Tuesday, July 15, 2008
(part 89) ART LINKLETTER CONTROL FREAK
Shoreham Towers home of Diane Linkletter
This is a picture of the Shoreham Towers, the building where Diane Linkletter lived. Across the street on Horn Ave., is where Nancy and I lived with Ed Durston. As I mentioned earlier, Diane had a major problem with her dad, Art Linkletter. He was a control freak, and successfully intervened in every single attempt by Diane to have a boyfriend.
When I got to know Diane, she'd met, and was extremely happy about it, a guy name Harvey Dareff, who I found out in the long run was a pretty good guy who saw more in Diane than her famous name and bank account. When her dad found out about Harvey, he pulled his usual bullshit, and appeared on the scene to carry out his dirty work.
Art Linkletter showed up to meet Harvey one day, and shoved a $10,000 check in Harvey's face, and told him to take the money and stay away from Diane. Harvey took the check and tore it into little pieces and threw it in Art's face and said, "No!" To Art Linkletter, this act by Harvey cancelled out the theory that all any guy wanted from Diane was her money. It also infuriated Art.
When I found this out about Harvey, I accepted him as a friend and as someone who cared more about Diane as a person, and not just a meal ticket. I never changed my opinion of Harvey. On the street we would call him a "righteous dude" implying that there was more to old Harvey than met the eye.
Art Linkletter was incensed that his crappy little game had backfired. He set out to get rid of Harvey one way or another, which again, he was successful in doing. Art liked control. He would go to any length to get his way, period. More than anything else in Diane Linkletter's life, this incident proved to be the final straw, and catalyst that pushed Diane over the edge.
In conversations with me, she complained that her life was not worth living, unless she could get her father to stop screwing up every relationship she attempted to have. She told me she had even started having relationships with other women, because she was so lonely. That too proved to be another ticket to more of Diane's sorrow.
The trouble with people like Art Linkletter, is that they have constructed a false image of goodness around themselves, and use it to manipulate the world around them to their own satisfaction. Prior to Diane's death, Linkletter's oldest daughter's husband also committed suicide by shooting himself.

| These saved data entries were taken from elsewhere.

//! Error types for leasing and upload operations

use crate::{KeyIndex, LeaseId};
use thiserror::Error;

/// Kinds of persisted records, used to label storage errors.
#[derive(Debug, Clone, Copy, PartialEq, Eq, Hash)]
pub enum EntityKind {
    Resource,
    Lease,
    Chunk,
    Upload,
}

/// Storage layer errors.
#[derive(Debug, Clone, Error, PartialEq, Eq)]
pub enum StorageError {
    #[error("Entity not found: {entity:?} with id {id}")]
    NotFound { entity: EntityKind, id: String },

    #[error("Insert failed for {entity:?}: {reason}")]
    InsertFailed { entity: EntityKind, reason: String },

    #[error("Update failed for {entity:?} with id {id}: {reason}")]
    UpdateFailed {
        entity: EntityKind,
        id: String,
        reason: String,
    },

    #[error("Transaction failed: {reason}")]
    TransactionFailed { reason: String },

    #[error("Storage backend unavailable: {reason}")]
    Unavailable { reason: String },

    #[error("Stored value is corrupt: {reason}")]
    Corrupt { reason: String },

    #[error("Storage lock poisoned")]
    LockPoisoned,
}

/// Request validation errors.
#[derive(Debug, Clone, Error, PartialEq, Eq)]
pub enum ValidationError {
    #[error("Required field missing: {field}")]
    RequiredFieldMissing { field: String },

    #[error("Invalid value for {field}: {reason}")]
    InvalidValue { field: String, reason: String },
}

/// Pool and lease lifecycle errors.
#[derive(Debug, Clone, Error, PartialEq, Eq)]
pub enum PoolError {
    #[error("All API keys are at maximum capacity ({capacity} active leases each)")]
    Exhausted { capacity: i32 },

    #[error("Lease {lease_id} not found or not active")]
    LeaseNotActive { lease_id: LeaseId },

    #[error("API key {key_index} is not part of the pool")]
    UnknownKey { key_index: KeyIndex },
}

/// Chunked upload errors.
#[derive(Debug, Clone, Error, PartialEq, Eq)]
pub enum UploadError {
    #[error("Expected {expected} chunks, found {found}")]
    MissingChunks {
        upload_id: String,
        expected: u32,
        found: u32,
    },

    #[error("Chunk too large: {size} bytes exceeds limit of {limit} bytes")]
    ChunkTooLarge { size: usize, limit: usize },

    #[error("Chunk payload is not valid base64: {reason}")]
    InvalidPayload { reason: String },
}

/// Configuration errors.
#[derive(Debug, Clone, Error, PartialEq, Eq)]
pub enum ConfigError {
    #[error("Missing required configuration field: {field}")]
    MissingRequired { field: String },

    #[error("Invalid value for {field}: {value} - {reason}")]
    InvalidValue {
        field: String,
        value: String,
        reason: String,
    },
}

/// External provider errors.
#[derive(Debug, Clone, Error, PartialEq, Eq)]
pub enum ProviderError {
    #[error("No credentials configured for API key {key_index}")]
    NotConfigured { key_index: KeyIndex },

    #[error("Request to {provider} failed with status {status}: {message}")]
    RequestFailed {
        provider: String,
        status: u16,
        message: String,
    },

    #[error("Invalid response from {provider}: {reason}")]
    InvalidResponse { provider: String, reason: String },
}

/// Master error type for all keylease errors.
#[derive(Debug, Clone, Error)]
pub enum KeyleaseError {
    #[error("Storage error: {0}")]
    Storage(#[from] StorageError),

    #[error("Validation error: {0}")]
    Validation(#[from] ValidationError),

    #[error("Pool error: {0}")]
    Pool(#[from] PoolError),

    #[error("Upload error: {0}")]
    Upload(#[from] UploadError),

    #[error("Config error: {0}")]
    Config(#[from] ConfigError),

    #[error("Provider error: {0}")]
    Provider(#[from] ProviderError),
}

/// Result type alias for keylease operations.
pub type KeyleaseResult<T> = Result<T, KeyleaseError>;

// =============================================================================
// TESTS
// =============================================================================
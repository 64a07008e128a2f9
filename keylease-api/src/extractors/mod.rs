//! Request extractors that reject with `ApiError`.

mod json;

pub use json::ApiJson;
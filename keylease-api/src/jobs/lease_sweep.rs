//! Lease Sweep Background Task
//!
//! Periodically expires leases whose holders stopped heartbeating and, when
//! enabled, repairs pool counters that drifted from the active lease count.
//! Allocation also reclaims before it picks a key, so the sweep only matters
//! for freeing capacity while no one is allocating.
//!
//! ```rust
//! use keylease_api::jobs::LeaseSweepConfig;
//! use std::time::Duration;
//!
//! let config = LeaseSweepConfig {
//!     sweep_interval: Duration::from_secs(60),
//!     reconcile: true,
//!     log_reclaims: true,
//! };
//! ```

use chrono::Utc;
use keylease_core::LeasePolicy;
use keylease_storage::LeaseStore;
use std::sync::atomic::{AtomicI64, AtomicU64, Ordering};
use std::sync::Arc;
use std::time::Duration;
use tokio::sync::watch;
use tokio::time::{interval, MissedTickBehavior};

use crate::constants::DEFAULT_SWEEP_INTERVAL_SECS;
use crate::services::{reclaim_expired, reconcile_pool};
use crate::state::SharedStore;
use crate::telemetry::metrics::with_metrics;

// ============================================================================
// CONFIGURATION
// ============================================================================

/// Configuration for the lease sweep task.
#[derive(Debug, Clone, PartialEq, Eq)]
pub struct LeaseSweepConfig {
    /// Time between sweeps (default: 60 seconds)
    pub sweep_interval: Duration,

    /// Reconcile counters after each sweep (default: true)
    pub reconcile: bool,

    /// Log every reclaimed lease at info level (default: true)
    pub log_reclaims: bool,
}

impl Default for LeaseSweepConfig {
    fn default() -> Self {
        Self {
            sweep_interval: Duration::from_secs(DEFAULT_SWEEP_INTERVAL_SECS),
            reconcile: true,
            log_reclaims: true,
        }
    }
}

fn env_flag(name: &str, default: bool) -> bool {
    std::env::var(name)
        .ok()
        .map(|s| s.trim().to_lowercase() != "false")
        .unwrap_or(default)
}

impl LeaseSweepConfig {
    /// Create LeaseSweepConfig from environment variables.
    ///
    /// # Environment Variables
    /// - `KEYLEASE_SWEEP_INTERVAL_SECS`: Time between sweeps (default: 60)
    /// - `KEYLEASE_SWEEP_RECONCILE`: Reconcile counters after sweeps (default: true)
    /// - `KEYLEASE_SWEEP_LOG_RECLAIMS`: Log each reclaimed lease (default: true)
    pub fn from_env() -> Self {
        let sweep_interval = Duration::from_secs(
            std::env::var("KEYLEASE_SWEEP_INTERVAL_SECS")
                .ok()
                .and_then(|s| s.parse().ok())
                .filter(|secs| *secs > 0)
                .unwrap_or(DEFAULT_SWEEP_INTERVAL_SECS),
        );

        Self {
            sweep_interval,
            reconcile: env_flag("KEYLEASE_SWEEP_RECONCILE", true),
            log_reclaims: env_flag("KEYLEASE_SWEEP_LOG_RECLAIMS", true),
        }
    }

    /// Short interval for local runs, so abandoned sessions free up quickly.
    pub fn development() -> Self {
        Self {
            sweep_interval: Duration::from_secs(10),
            reconcile: true,
            log_reclaims: true,
        }
    }

    pub fn production() -> Self {
        Self {
            sweep_interval: Duration::from_secs(DEFAULT_SWEEP_INTERVAL_SECS),
            reconcile: true,
            log_reclaims: false,
        }
    }
}

// ============================================================================
// METRICS
// ============================================================================

/// Counters for the sweep task's lifetime.
#[derive(Debug, Default)]
pub struct LeaseSweepMetrics {
    /// Leases expired by this task
    pub leases_reclaimed: AtomicU64,

    /// Counters repaired by reconciliation
    pub counters_repaired: AtomicU64,

    /// Sweeps completed
    pub sweep_cycles: AtomicU64,

    /// Sweeps or reconciliations that failed
    pub sweep_errors: AtomicU64,

    /// Active leases across the pool after the latest sweep
    pub active_leases: AtomicI64,
}

impl LeaseSweepMetrics {
    pub fn new() -> Self {
        Self::default()
    }

    /// Get current snapshot of all metrics.
    pub fn snapshot(&self) -> LeaseSweepSnapshot {
        LeaseSweepSnapshot {
            leases_reclaimed: self.leases_reclaimed.load(Ordering::Relaxed),
            counters_repaired: self.counters_repaired.load(Ordering::Relaxed),
            sweep_cycles: self.sweep_cycles.load(Ordering::Relaxed),
            sweep_errors: self.sweep_errors.load(Ordering::Relaxed),
            active_leases: self.active_leases.load(Ordering::Relaxed),
        }
    }
}

/// Snapshot of sweep metrics at a point in time.
#[derive(Debug, Clone, PartialEq, Eq)]
pub struct LeaseSweepSnapshot {
    pub leases_reclaimed: u64,
    pub counters_repaired: u64,
    pub sweep_cycles: u64,
    pub sweep_errors: u64,
    pub active_leases: i64,
}

// ============================================================================
// BACKGROUND TASK
// ============================================================================

/// Run sweeps until the shutdown signal flips to `true` or its sender drops.
///
/// Missed ticks are skipped rather than replayed. Returns the metrics
/// collected over the task's lifetime.
///
/// ```ignore
/// let (shutdown_tx, shutdown_rx) = watch::channel(false);
/// let handle = tokio::spawn(lease_sweep_task(store, policy, config, shutdown_rx));
///
/// let _ = shutdown_tx.send(true);
/// let metrics = handle.await?;
/// ```
pub async fn lease_sweep_task(
    store: SharedStore,
    policy: LeasePolicy,
    config: LeaseSweepConfig,
    mut shutdown_rx: watch::Receiver<bool>,
) -> Arc<LeaseSweepMetrics> {
    let metrics = Arc::new(LeaseSweepMetrics::new());

    let mut sweep_interval = interval(config.sweep_interval);
    sweep_interval.set_missed_tick_behavior(MissedTickBehavior::Skip);

    tracing::info!(
        sweep_interval_secs = config.sweep_interval.as_secs(),
        heartbeat_window_secs = policy.heartbeat_window.as_secs(),
        reconcile = config.reconcile,
        "Lease sweep task started"
    );

    loop {
        tokio::select! {
            changed = shutdown_rx.changed() => {
                if changed.is_err() || *shutdown_rx.borrow() {
                    tracing::info!("Lease sweep task shutting down");
                    break;
                }
            }

            _ = sweep_interval.tick() => {
                sweep_once(&store, &policy, &config, &metrics).await;
            }
        }
    }

    let snapshot = metrics.snapshot();
    tracing::info!(
        leases_reclaimed = snapshot.leases_reclaimed,
        counters_repaired = snapshot.counters_repaired,
        sweep_cycles = snapshot.sweep_cycles,
        sweep_errors = snapshot.sweep_errors,
        "Lease sweep task completed"
    );

    metrics
}

/// One sweep: reclaim, then optionally reconcile.
async fn sweep_once(
    store: &SharedStore,
    policy: &LeasePolicy,
    config: &LeaseSweepConfig,
    metrics: &LeaseSweepMetrics,
) {
    metrics.sweep_cycles.fetch_add(1, Ordering::Relaxed);
    let now = Utc::now();

    match reclaim_expired(store.as_ref(), policy, now).await {
        Ok(reclaimed) if !reclaimed.is_empty() => {
            metrics
                .leases_reclaimed
                .fetch_add(reclaimed.len() as u64, Ordering::Relaxed);
            if config.log_reclaims {
                tracing::info!(count = reclaimed.len(), "Sweep reclaimed stale leases");
            }
        }
        Ok(_) => tracing::trace!("Sweep found no stale leases"),
        Err(e) => {
            tracing::error!(error = %e.message, "Lease sweep failed");
            metrics.sweep_errors.fetch_add(1, Ordering::Relaxed);
        }
    }

    if config.reconcile {
        match reconcile_pool(store.as_ref(), now).await {
            Ok(corrections) => {
                metrics
                    .counters_repaired
                    .fetch_add(corrections.len() as u64, Ordering::Relaxed);
            }
            Err(e) => {
                tracing::error!(error = %e.message, "Counter reconciliation failed");
                metrics.sweep_errors.fetch_add(1, Ordering::Relaxed);
            }
        }
    }

    match store.resource_list().await {
        Ok(resources) => {
            let active: i64 = resources.iter().map(|r| i64::from(r.active_lease_count)).sum();
            metrics.active_leases.store(active, Ordering::Relaxed);
            with_metrics(|m| m.set_active_leases(active));
        }
        Err(e) => {
            tracing::error!(error = %e, "Failed to read pool for the active lease gauge");
            metrics.sweep_errors.fetch_add(1, Ordering::Relaxed);
        }
    }
}

#[cfg(test)]
mod tests {
    use super::*;
    use crate::services::allocate_lease;
    use crate::types::AllocateRequest;
    use keylease_storage::InMemoryStore;

    #[test]
    fn test_config_default() {
        let config = LeaseSweepConfig::default();
        assert_eq!(
            config.sweep_interval,
            Duration::from_secs(DEFAULT_SWEEP_INTERVAL_SECS)
        );
        assert!(config.reconcile);
        assert!(config.log_reclaims);
    }

    #[test]
    fn test_config_presets() {
        assert_eq!(
            LeaseSweepConfig::development().sweep_interval,
            Duration::from_secs(10)
        );
        assert!(!LeaseSweepConfig::production().log_reclaims);
    }

    #[tokio::test]
    async fn test_sweep_once_reclaims_and_counts() -> Result<(), String> {
        let start = Utc::now() - chrono::Duration::minutes(10);
        let memory = InMemoryStore::with_keys(1, start).map_err(|e| e.to_string())?;
        let store: SharedStore = Arc::new(memory);
        let policy = LeasePolicy::default();

        allocate_lease(
            store.as_ref(),
            &policy,
            AllocateRequest {
                candidate_id: "c-1".to_string(),
                interview_id: "i-1".to_string(),
            },
            start,
        )
        .await
        .map_err(|e| e.message)?;

        let metrics = LeaseSweepMetrics::new();
        sweep_once(&store, &policy, &LeaseSweepConfig::default(), &metrics).await;

        let snapshot = metrics.snapshot();
        assert_eq!(snapshot.leases_reclaimed, 1);
        assert_eq!(snapshot.sweep_cycles, 1);
        assert_eq!(snapshot.sweep_errors, 0);

        let key = store.resource_get(0).await.map_err(|e| e.to_string())?;
        assert_eq!(key.map(|k| k.active_lease_count), Some(0));
        Ok(())
    }

    #[tokio::test]
    async fn test_sweep_without_reconcile_still_reports_active_leases() -> Result<(), String> {
        let now = Utc::now();
        let memory = InMemoryStore::with_keys(2, now).map_err(|e| e.to_string())?;
        let store: SharedStore = Arc::new(memory);
        let policy = LeasePolicy::default();

        for n in 0..3 {
            allocate_lease(
                store.as_ref(),
                &policy,
                AllocateRequest {
                    candidate_id: format!("c-{}", n),
                    interview_id: "i-1".to_string(),
                },
                now,
            )
            .await
            .map_err(|e| e.message)?;
        }

        let config = LeaseSweepConfig {
            reconcile: false,
            ..LeaseSweepConfig::default()
        };
        let metrics = LeaseSweepMetrics::new();
        sweep_once(&store, &policy, &config, &metrics).await;

        let snapshot = metrics.snapshot();
        assert_eq!(snapshot.leases_reclaimed, 0);
        assert_eq!(snapshot.counters_repaired, 0);
        assert_eq!(snapshot.active_leases, 3);
        Ok(())
    }

    #[tokio::test]
    async fn test_task_stops_on_shutdown() -> Result<(), String> {
        let store: SharedStore = Arc::new(InMemoryStore::new());
        let (tx, rx) = watch::channel(false);
        let handle = tokio::spawn(lease_sweep_task(
            store,
            LeasePolicy::default(),
            LeaseSweepConfig::development(),
            rx,
        ));

        tx.send(true).map_err(|e| e.to_string())?;
        let metrics = handle.await.map_err(|e| e.to_string())?;
        // The first tick fires immediately, so at most one sweep ran
        assert!(metrics.snapshot().sweep_cycles <= 1);
        Ok(())
    }
}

Maybe someone ought to ask what the fuck was going on in that family that caused two young people to end their lives in rapid succession. Art Linkletter used his daughter's death to blame all things on drugs, in an attempt to remove himself as the possible cause for the tragedy. My experience in 1969 with Diane, was that her father Art had more to do with her death than any other single factor there was.